Abstract

Maturation arrest (MA) of spermatogenesis is diagnosed on histology as interruption of spermatogenesis before the final stage without impairment of Sertoli or Leydig cells. It is considered a condition of irreversible or absolute infertility. Varicocele, which represents impairment in the testicular venous drainage system, has been shown to be a bilateral disease. Malfunction of the valves increase the hydrostatic pressure in the testicular venous system that exceeds the pressure in the arterial system leading to hypoxia in the testicular microcirculation and in the seminiferous tubules, the sperm production site. Sperm production deteriorates, and ultimately progresses to azoospermia. Our prediction was that MA, if genetic factors are excluded, is the final stage of long standing hypoxia. This would indicate that MA is not always an independent disease entity, but may represent progressive process of deterioration of the testicular parenchyma beyond azoospermia.

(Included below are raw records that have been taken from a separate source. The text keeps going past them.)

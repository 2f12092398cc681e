/********************************************************************************
 * Copyright (c) 2026 Contributors to the Eclipse Foundation
 *
 * See the NOTICE file(s) distributed with this work for additional
 * information regarding copyright ownership.
 *
 * This program and the accompanying materials are made available under the
 * terms of the Apache License Version 2.0 which is available at
 * https://www.apache.org/licenses/LICENSE-2.0
 *
 * SPDX-License-Identifier: Apache-2.0
 ********************************************************************************/

//! Contracts of the subsystems the post office drives but does not own.
//!
//! Persistence, paging accounting, queue storage, management and transaction
//! recovery are all supplied by the embedding broker through these traits.

use async_trait::async_trait;
use std::collections::HashMap;
use std::sync::Arc;

use crate::address::Address;
use crate::binding::Binding;
use crate::error::PostOfficeError;
use crate::message::{DuplicateId, Filter, MessageReference, ServerMessage, TransactionId};

/// Duplicate identifiers recovered from the journal, with their storage record ids.
pub type DuplicateIdMap = HashMap<Address, Vec<(DuplicateId, u64)>>;

/// Bindings and destinations read back from durable storage.
#[derive(Default)]
pub struct LoadedBindings {
    pub bindings: Vec<Binding>,
    pub destinations: Vec<Address>,
}

/// Consumer-facing message destination.
#[async_trait]
pub trait Queue: Send + Sync {
    fn name(&self) -> &str;

    /// Identifier the journal uses to re-attach recovered messages.
    fn persistence_id(&self) -> u64;

    fn is_durable(&self) -> bool;

    fn is_backup(&self) -> bool;

    /// Marks the queue as a passive replica awaiting activation.
    fn set_backup(&self);

    /// Promotes a backup queue.
    ///
    /// Returns `true` when the queue is active on return, `false` when it is
    /// still waiting for its consumers to fail over and needs catch-up handling.
    fn activate(&self) -> bool;

    /// Appends a reference to the tail of the queue.
    fn add_last(&self, reference: MessageReference);

    /// Purges this queue's own overdue entries. Entries whose settings name
    /// an expiry address are sent there through `router`.
    async fn expire_messages(
        &self,
        storage: &dyn StorageManager,
        router: &dyn Router,
        settings: &dyn QueueSettingsRepository,
    ) -> Result<(), PostOfficeError>;
}

/// Routing entry point handed to queues that send messages on themselves.
#[async_trait]
pub trait Router: Send + Sync {
    /// Routes `message` and delivers what it produced. Returns the number of
    /// references delivered.
    async fn route_and_deliver(&self, message: Arc<ServerMessage>)
        -> Result<usize, PostOfficeError>;
}

pub trait QueueFactory: Send + Sync {
    /// Builds a queue; `persistence_id` is `None` for queues not yet stored.
    fn create_queue(
        &self,
        persistence_id: Option<u64>,
        name: &str,
        filter: Option<Arc<dyn Filter>>,
        durable: bool,
        temporary: bool,
    ) -> Arc<dyn Queue>;
}

/// Durable storage for bindings, destinations and the message journal.
#[async_trait]
pub trait StorageManager: Send + Sync {
    async fn load_bindings(
        &self,
        queue_factory: &dyn QueueFactory,
    ) -> Result<LoadedBindings, PostOfficeError>;

    async fn add_binding(&self, binding: &Binding) -> Result<(), PostOfficeError>;

    async fn delete_binding(&self, binding: &Binding) -> Result<(), PostOfficeError>;

    async fn add_destination(&self, address: &Address) -> Result<(), PostOfficeError>;

    async fn delete_destination(&self, address: &Address) -> Result<(), PostOfficeError>;

    /// Replays the journal onto `queues` (keyed by persistence id) and returns
    /// the duplicate identifiers seen per address.
    async fn load_message_journal(
        &self,
        queues: &HashMap<u64, Arc<dyn Queue>>,
        resource_manager: &dyn ResourceManager,
    ) -> Result<DuplicateIdMap, PostOfficeError>;

    async fn update_scheduled_delivery_time(
        &self,
        reference: &MessageReference,
    ) -> Result<(), PostOfficeError>;

    async fn update_scheduled_delivery_time_transactional(
        &self,
        transaction_id: TransactionId,
        reference: &MessageReference,
    ) -> Result<(), PostOfficeError>;

    fn generate_unique_id(&self) -> u64;

    async fn store_duplicate_id(
        &self,
        address: &Address,
        duplicate_id: &[u8],
        record_id: u64,
    ) -> Result<(), PostOfficeError>;

    async fn delete_duplicate_id(&self, record_id: u64) -> Result<(), PostOfficeError>;
}

/// Per-address memory accounting gate.
#[async_trait]
pub trait PagingStore: Send + Sync {
    /// Charges `size` bytes; `false` means the batch was not admitted.
    async fn add_size(&self, size: usize) -> Result<bool, PostOfficeError>;
}

#[async_trait]
pub trait PagingManager: Send + Sync {
    async fn start(&self) -> Result<(), PostOfficeError>;

    async fn stop(&self) -> Result<(), PostOfficeError>;

    /// Creates the store for `address`; a no-op when it already exists.
    async fn create_page_store(&self, address: &Address) -> Result<(), PostOfficeError>;

    async fn page_store(&self, address: &Address) -> Result<Arc<dyn PagingStore>, PostOfficeError>;

    fn has_page_store(&self, address: &Address) -> bool;

    /// Resumes depaging interrupted by a previous shutdown.
    async fn start_global_depage(&self) -> Result<(), PostOfficeError>;
}

pub trait ManagementService: Send + Sync {
    fn register_address(&self, address: &Address) -> Result<(), PostOfficeError>;

    fn unregister_address(&self, address: &Address) -> Result<(), PostOfficeError>;

    fn register_queue(
        &self,
        queue: &Arc<dyn Queue>,
        address: &Address,
    ) -> Result<(), PostOfficeError>;

    fn unregister_queue(&self, queue_name: &str, address: &Address)
        -> Result<(), PostOfficeError>;
}

/// Transaction recovery context handed to journal replay.
pub trait ResourceManager: Send + Sync {
    fn put_recovered_transaction(&self, transaction_id: TransactionId);
}

#[derive(Clone, Debug, Default, PartialEq, Eq)]
pub struct QueueSettings {
    pub expiry_address: Option<Address>,
    pub max_delivery_attempts: u32,
}

pub trait QueueSettingsRepository: Send + Sync {
    fn match_settings(&self, queue_name: &str) -> QueueSettings;
}

/// Every collaborator the post office is wired to, shared by reference count.
#[derive(Clone)]
pub struct Collaborators {
    pub storage: Arc<dyn StorageManager>,
    pub paging: Arc<dyn PagingManager>,
    pub queue_factory: Arc<dyn QueueFactory>,
    pub management: Arc<dyn ManagementService>,
    pub resource_manager: Arc<dyn ResourceManager>,
    pub queue_settings: Arc<dyn QueueSettingsRepository>,
}
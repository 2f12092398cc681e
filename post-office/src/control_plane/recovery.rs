//! Ordered startup replay of persisted state.

use std::collections::HashMap;
use std::fmt::{Display, Formatter};
use std::sync::Arc;
use tracing::info;

use crate::address::Address;
use crate::binding::Binding;
use crate::collaborators::{Collaborators, DuplicateIdMap, Queue};
use crate::control_plane::binding_lifecycle::BindingLifecycle;
use crate::dedupe::cache_table::DuplicateIdCacheTable;
use crate::error::PostOfficeError;
use crate::observability::events;

const COMPONENT: &str = "recovery";

/// Recovery stages in the only order they may run.
#[derive(Clone, Copy, Debug, PartialEq, Eq)]
pub(crate) enum RecoveryStage {
    LoadPersisted,
    RegisterDestinations,
    RegisterBindings,
    CreatePageStores,
    ReplayJournal,
    LoadDuplicateCaches,
    ResumeDepage,
    Complete,
}

impl RecoveryStage {
    fn next(self) -> Self {
        match self {
            RecoveryStage::LoadPersisted => RecoveryStage::RegisterDestinations,
            RecoveryStage::RegisterDestinations => RecoveryStage::RegisterBindings,
            RecoveryStage::RegisterBindings => RecoveryStage::CreatePageStores,
            RecoveryStage::CreatePageStores => RecoveryStage::ReplayJournal,
            RecoveryStage::ReplayJournal => RecoveryStage::LoadDuplicateCaches,
            RecoveryStage::LoadDuplicateCaches => RecoveryStage::ResumeDepage,
            RecoveryStage::ResumeDepage | RecoveryStage::Complete => RecoveryStage::Complete,
        }
    }

    fn name(self) -> &'static str {
        match self {
            RecoveryStage::LoadPersisted => "load_persisted",
            RecoveryStage::RegisterDestinations => "register_destinations",
            RecoveryStage::RegisterBindings => "register_bindings",
            RecoveryStage::CreatePageStores => "create_page_stores",
            RecoveryStage::ReplayJournal => "replay_journal",
            RecoveryStage::LoadDuplicateCaches => "load_duplicate_caches",
            RecoveryStage::ResumeDepage => "resume_depage",
            RecoveryStage::Complete => "complete",
        }
    }
}

/// Counts of what one recovery run restored.
#[derive(Clone, Debug, Default, PartialEq, Eq)]
pub struct RecoveryReport {
    pub destinations: usize,
    pub bindings: usize,
    pub page_stores: usize,
    pub duplicate_caches: usize,
}

impl Display for RecoveryReport {
    fn fmt(&self, f: &mut Formatter<'_>) -> std::fmt::Result {
        write!(
            f,
            "{} destinations, {} bindings, {} page stores, {} duplicate caches",
            self.destinations, self.bindings, self.page_stores, self.duplicate_caches
        )
    }
}

/// Replays storage into a freshly constructed post office.
///
/// Each stage asserts that the previous one completed, so bindings can never
/// be registered before their destinations nor the journal replayed before
/// every address has a page store.
pub(crate) struct RecoveryLoader<'a> {
    lifecycle: BindingLifecycle<'a>,
    collaborators: &'a Collaborators,
    duplicate_caches: &'a DuplicateIdCacheTable,
    persist_id_cache: bool,
    stage: RecoveryStage,
    destinations: Vec<Address>,
    bindings: Vec<Binding>,
    queues: HashMap<u64, Arc<dyn Queue>>,
    duplicates: DuplicateIdMap,
    report: RecoveryReport,
}

impl<'a> RecoveryLoader<'a> {
    pub(crate) fn new(
        lifecycle: BindingLifecycle<'a>,
        collaborators: &'a Collaborators,
        duplicate_caches: &'a DuplicateIdCacheTable,
        persist_id_cache: bool,
    ) -> Self {
        Self {
            lifecycle,
            collaborators,
            duplicate_caches,
            persist_id_cache,
            stage: RecoveryStage::LoadPersisted,
            destinations: Vec::new(),
            bindings: Vec::new(),
            queues: HashMap::new(),
            duplicates: DuplicateIdMap::new(),
            report: RecoveryReport::default(),
        }
    }

    pub(crate) async fn run(mut self) -> Result<RecoveryReport, PostOfficeError> {
        self.load_persisted().await?;
        self.register_destinations().await?;
        self.register_bindings().await?;
        self.create_page_stores().await?;
        self.replay_journal().await?;
        self.load_duplicate_caches()?;
        self.resume_depage().await?;

        info!(
            event = events::RECOVERY_COMPLETE,
            component = COMPONENT,
            report = %self.report,
            "recovery complete"
        );
        Ok(self.report)
    }

    fn enter(&mut self, stage: RecoveryStage) -> Result<(), PostOfficeError> {
        if self.stage != stage {
            return Err(PostOfficeError::RecoveryOutOfOrder {
                expected: self.stage.name(),
                found: stage.name(),
            });
        }
        self.stage = stage.next();

        info!(
            event = events::RECOVERY_STAGE,
            component = COMPONENT,
            stage = stage.name(),
            "recovery stage"
        );
        Ok(())
    }

    pub(crate) async fn load_persisted(&mut self) -> Result<(), PostOfficeError> {
        self.enter(RecoveryStage::LoadPersisted)?;
        let loaded = self
            .collaborators
            .storage
            .load_bindings(self.collaborators.queue_factory.as_ref())
            .await?;
        self.destinations = loaded.destinations;
        self.bindings = loaded.bindings;
        Ok(())
    }

    pub(crate) async fn register_destinations(&mut self) -> Result<(), PostOfficeError> {
        self.enter(RecoveryStage::RegisterDestinations)?;
        for address in std::mem::take(&mut self.destinations) {
            if self.lifecycle.add_destination(&address, false).await? {
                self.report.destinations += 1;
            }
        }
        Ok(())
    }

    pub(crate) async fn register_bindings(&mut self) -> Result<(), PostOfficeError> {
        self.enter(RecoveryStage::RegisterBindings)?;
        for binding in std::mem::take(&mut self.bindings) {
            let binding = Arc::new(binding);
            self.queues
                .insert(binding.queue().persistence_id(), binding.queue().clone());
            self.lifecycle.register_binding(binding).await?;
            self.report.bindings += 1;
        }
        Ok(())
    }

    pub(crate) async fn create_page_stores(&mut self) -> Result<(), PostOfficeError> {
        self.enter(RecoveryStage::CreatePageStores)?;
        for address in self.lifecycle.address_manager().mappings().keys() {
            self.collaborators.paging.create_page_store(address).await?;
            self.report.page_stores += 1;
        }
        Ok(())
    }

    pub(crate) async fn replay_journal(&mut self) -> Result<(), PostOfficeError> {
        self.enter(RecoveryStage::ReplayJournal)?;
        self.duplicates = self
            .collaborators
            .storage
            .load_message_journal(&self.queues, self.collaborators.resource_manager.as_ref())
            .await?;
        Ok(())
    }

    pub(crate) fn load_duplicate_caches(&mut self) -> Result<(), PostOfficeError> {
        self.enter(RecoveryStage::LoadDuplicateCaches)?;
        for (address, entries) in std::mem::take(&mut self.duplicates) {
            let cache = self.duplicate_caches.get_or_create(&address);
            if self.persist_id_cache {
                cache.load(entries);
                self.report.duplicate_caches += 1;
            }
        }
        Ok(())
    }

    pub(crate) async fn resume_depage(&mut self) -> Result<(), PostOfficeError> {
        self.enter(RecoveryStage::ResumeDepage)?;
        self.collaborators.paging.start_global_depage().await
    }
}
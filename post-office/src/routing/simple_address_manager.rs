//! Exact-match address directory: the address string is the lookup key.

use arc_swap::ArcSwap;
use std::collections::{HashMap, HashSet};
use std::sync::{Arc, Mutex, PoisonError};

use crate::address::Address;
use crate::binding::Binding;
use crate::error::PostOfficeError;
use crate::routing::address_manager::{AddressManager, AddressTable, BindingSet};

/// Directory where each address resolves only to its own bindings.
#[derive(Default)]
pub struct SimpleAddressManager {
    table: ArcSwap<AddressTable>,
    writer: Mutex<()>,
}

impl SimpleAddressManager {
    pub fn new() -> Self {
        Self::default()
    }

    fn update<R>(&self, apply: impl FnOnce(&mut AddressTable) -> R) -> R {
        let _writer = self.writer.lock().unwrap_or_else(PoisonError::into_inner);
        let mut next = AddressTable::clone(&self.table.load());
        let outcome = apply(&mut next);
        self.table.store(Arc::new(next));
        outcome
    }
}

impl AddressManager for SimpleAddressManager {
    fn add_destination(&self, address: &Address) -> bool {
        self.update(|table| table.destinations.insert(address.clone()))
    }

    fn remove_destination(&self, address: &Address) -> bool {
        self.update(|table| table.destinations.remove(address))
    }

    fn contains_destination(&self, address: &Address) -> bool {
        self.table.load().destinations.contains(address)
    }

    fn destinations(&self) -> HashSet<Address> {
        self.table.load().destinations.clone()
    }

    fn add_binding(&self, binding: Arc<Binding>) -> Result<(), PostOfficeError> {
        self.update(|table| table.add_binding(binding))
    }

    fn remove_binding(&self, queue_name: &str) -> Option<Arc<Binding>> {
        self.update(|table| table.bindings.remove(queue_name))
    }

    fn add_mapping(&self, address: &Address, binding: Arc<Binding>) -> bool {
        self.update(|table| table.add_mapping(address, binding))
    }

    fn remove_mapping(&self, address: &Address, queue_name: &str) -> bool {
        self.update(|table| table.remove_mapping(address, queue_name))
    }

    fn register_binding(&self, binding: Arc<Binding>) -> Result<bool, PostOfficeError> {
        self.update(|table| table.register_binding(binding))
    }

    fn unregister_binding(
        &self,
        queue_name: &str,
    ) -> Result<(Arc<Binding>, bool), PostOfficeError> {
        self.update(|table| table.unregister_binding(queue_name))
    }

    fn bindings_for(&self, address: &Address) -> Option<BindingSet> {
        self.table.load().mappings.get(address).cloned()
    }

    fn binding(&self, queue_name: &str) -> Option<Arc<Binding>> {
        self.table.load().bindings.get(queue_name).cloned()
    }

    fn bindings(&self) -> HashMap<String, Arc<Binding>> {
        self.table.load().bindings.clone()
    }

    fn mappings(&self) -> HashMap<Address, BindingSet> {
        self.table
            .load()
            .mappings
            .iter()
            .map(|(address, set)| (address.clone(), set.clone()))
            .collect()
    }

    fn clear(&self) {
        self.update(|table| *table = AddressTable::default());
    }
}
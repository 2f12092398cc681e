//! Address identifier used as the routing key for bindings.

use std::borrow::Borrow;
use std::fmt::{Display, Formatter};
use std::sync::Arc;

/// Opaque, cheaply clonable routing target name.
#[derive(Clone, Debug, Eq, Hash, PartialEq, PartialOrd, Ord)]
pub struct Address(Arc<str>);

impl Address {
    pub fn new(name: impl AsRef<str>) -> Self {
        Self(Arc::from(name.as_ref()))
    }

    pub fn as_str(&self) -> &str {
        &self.0
    }
}

impl From<&str> for Address {
    fn from(name: &str) -> Self {
        Self::new(name)
    }
}

impl From<String> for Address {
    fn from(name: String) -> Self {
        Self(Arc::from(name))
    }
}

impl Borrow<str> for Address {
    fn borrow(&self) -> &str {
        &self.0
    }
}

impl Display for Address {
    fn fmt(&self, f: &mut Formatter<'_>) -> std::fmt::Result {
        f.write_str(&self.0)
    }
}

#[cfg(test)]
mod tests {
    use super::Address;
    use std::collections::HashMap;

    #[test]
    fn lookup_by_str_matches_owned_address() {
        let mut map = HashMap::new();
        map.insert(Address::from("orders"), 1);

        assert_eq!(map.get("orders"), Some(&1));
        assert_eq!(Address::from(String::from("orders")), Address::new("orders"));
    }
}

By histology and electron microscopy, our prediction confirmed, at least partially, that MA is associated with degenerative ischaemic changes in the seminiferous tubules. Adequate treatment of bilateral varicocele by microsurgery or super-selective sclerotherapy of the internal spermatic veins including associated network of venous bypasses, vertically oriented, may resume the flow of oxygenated blood. If irreversible damages did not occur and ischaemia is not too long standing, limited sperm production may be restored, at least partially.